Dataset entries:
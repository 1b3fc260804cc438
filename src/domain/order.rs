use {
    super::error::PaymentError,
    super::id::{OrderId, TransId},
    super::money::Amount,
    super::payment::Provider,
    chrono::{DateTime, Utc},
    serde::{Deserialize, Serialize},
    std::fmt,
};

#[derive(Debug, Clone, Copy, Serialize, Deserialize, PartialEq, Eq, Hash)]
#[serde(rename_all = "SCREAMING_SNAKE_CASE")]
pub enum OrderStatus {
    Pending,
    Paid,
    Expired,
    Refunded,
    Failed,
}

impl OrderStatus {
    pub fn as_str(&self) -> &'static str {
        match self {
            Self::Pending => "PENDING",
            Self::Paid => "PAID",
            Self::Expired => "EXPIRED",
            Self::Refunded => "REFUNDED",
            Self::Failed => "FAILED",
        }
    }

    /// Terminal for payment callbacks. PAID can still move to REFUNDED, but
    /// never through a callback.
    pub fn is_terminal(&self) -> bool {
        !matches!(self, Self::Pending)
    }

    pub fn can_transition_to(&self, next: &OrderStatus) -> bool {
        matches!(
            (self, next),
            (Self::Pending, Self::Paid)
                | (Self::Pending, Self::Failed)
                | (Self::Pending, Self::Expired)
                | (Self::Paid, Self::Refunded)
        )
    }
}

impl fmt::Display for OrderStatus {
    fn fmt(&self, f: &mut fmt::Formatter<'_>) -> fmt::Result {
        write!(f, "{}", self.as_str())
    }
}

impl TryFrom<&str> for OrderStatus {
    type Error = PaymentError;

    fn try_from(s: &str) -> Result<Self, Self::Error> {
        match s {
            "PENDING" => Ok(Self::Pending),
            "PAID" => Ok(Self::Paid),
            "EXPIRED" => Ok(Self::Expired),
            "REFUNDED" => Ok(Self::Refunded),
            "FAILED" => Ok(Self::Failed),
            other => Err(PaymentError::Validation(format!(
                "unknown order status: {other}"
            ))),
        }
    }
}

/// Order as seen by the payment core. Owned by order management.
#[derive(Debug, Clone, Serialize)]
pub struct Order {
    pub id: OrderId,
    pub amount: Amount,
    pub status: OrderStatus,
    pub provider: Option<Provider>,
    pub trans_id: Option<TransId>,
    pub paid_amount: Option<Amount>,
    /// Downstream effects (enrollment) have been applied.
    pub fulfilled: bool,
    pub created_at: DateTime<Utc>,
    pub expires_at: DateTime<Utc>,
}

impl Order {
    pub fn is_expired_at(&self, now: DateTime<Utc>) -> bool {
        now >= self.expires_at
    }
}

/// What gets written alongside a status change.
#[derive(Debug, Clone, Default, PartialEq, Eq)]
pub struct TransitionMeta {
    pub provider: Option<Provider>,
    pub trans_id: Option<TransId>,
    pub paid_amount: Option<Amount>,
    pub result_code: Option<String>,
    /// Provider reference for this transition itself, e.g. a refund id.
    pub reference: Option<String>,
    pub actor: String,
}

impl TransitionMeta {
    pub fn expiry(actor: &str) -> Self {
        Self {
            actor: actor.to_string(),
            ..Self::default()
        }
    }

    pub fn audit_detail(&self, from: OrderStatus, to: OrderStatus) -> serde_json::Value {
        serde_json::json!({
            "old_status": from.as_str(),
            "new_status": to.as_str(),
            "provider": self.provider.map(|p| p.as_str()),
            "trans_id": self.trans_id.as_ref().map(|t| t.as_str()),
            "paid_amount": self.paid_amount.map(|a| a.value()),
            "result_code": self.result_code,
            "reference": self.reference,
            "actor": self.actor,
        })
    }
}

◆ PROBLEM TO WORK ON ◆
For this exercise, retype each entry from above exactly as it stands.

◆ EXERCISE ANSWER ◆
repository 1b3fc260804cc438
filename src/domain/order.rs
use {
    super::error::PaymentError,
    super::id::{OrderId, TransId},
    super::money::Amount,
    super::payment::Provider,
    chrono::{DateTime, Utc},
    serde::{Deserialize, Serialize},
    std::fmt,
};

#[derive(Debug, Clone, Copy, Serialize, Deserialize, PartialEq, Eq, Hash)]
#[serde(rename_all = "SCREAMING_SNAKE_CASE")]
pub enum OrderStatus {
    Pending,
    Paid,
    Expired,
    Refunded,
    Failed,
}

impl OrderStatus {
    pub fn as_str(&self) -> &'static str {
        match self {
            Self::Pending => "PENDING",
            Self::Paid => "PAID",
            Self::Expired => "EXPIRED",
            Self::Refunded => "REFUNDED",
            Self::Failed => "FAILED",
        }
    }

    /// Terminal for payment callbacks. PAID can still move to REFUNDED, but
    /// never through a callback.
    pub fn is_terminal(&self) -> bool {
        !matches!(self, Self::Pending)
    }

    pub fn can_transition_to(&self, next: &OrderStatus) -> bool {
        matches!(
            (self, next),
            (Self::Pending, Self::Paid)
                | (Self::Pending, Self::Failed)
                | (Self::Pending, Self::Expired)
                | (Self::Paid, Self::Refunded)
        )
    }
}

impl fmt::Display for OrderStatus {
    fn fmt(&self, f: &mut fmt::Formatter<'_>) -> fmt::Result {
        write!(f, "{}", self.as_str())
    }
}

impl TryFrom<&str> for OrderStatus {
    type Error = PaymentError;

    fn try_from(s: &str) -> Result<Self, Self::Error> {
        match s {
            "PENDING" => Ok(Self::Pending),
            "PAID" => Ok(Self::Paid),
            "EXPIRED" => Ok(Self::Expired),
            "REFUNDED" => Ok(Self::Refunded),
            "FAILED" => Ok(Self::Failed),
            other => Err(PaymentError::Validation(format!(
                "unknown order status: {other}"
            ))),
        }
    }
}

/// Order as seen by the payment core. Owned by order management.
#[derive(Debug, Clone, Serialize)]
pub struct Order {
    pub id: OrderId,
    pub amount: Amount,
    pub status: OrderStatus,
    pub provider: Option<Provider>,
    pub trans_id: Option<TransId>,
    pub paid_amount: Option<Amount>,
    /// Downstream effects (enrollment) have been applied.
    pub fulfilled: bool,
    pub created_at: DateTime<Utc>,
    pub expires_at: DateTime<Utc>,
}

impl Order {
    pub fn is_expired_at(&self, now: DateTime<Utc>) -> bool {
        now >= self.expires_at
    }
}

/// What gets written alongside a status change.
#[derive(Debug, Clone, Default, PartialEq, Eq)]
pub struct TransitionMeta {
    pub provider: Option<Provider>,
    pub trans_id: Option<TransId>,
    pub paid_amount: Option<Amount>,
    pub result_code: Option<String>,
    /// Provider reference for this transition itself, e.g. a refund id.
    pub reference: Option<String>,
    pub actor: String,
}

impl TransitionMeta {
    pub fn expiry(actor: &str) -> Self {
        Self {
            actor: actor.to_string(),
            ..Self::default()
        }
    }

    pub fn audit_detail(&self, from: OrderStatus, to: OrderStatus) -> serde_json::Value {
        serde_json::json!({
            "old_status": from.as_str(),
            "new_status": to.as_str(),
            "provider": self.provider.map(|p| p.as_str()),
            "trans_id": self.trans_id.as_ref().map(|t| t.as_str()),
            "paid_amount": self.paid_amount.map(|a| a.value()),
            "result_code": self.result_code,
            "reference": self.reference,
            "actor": self.actor,
        })
    }
}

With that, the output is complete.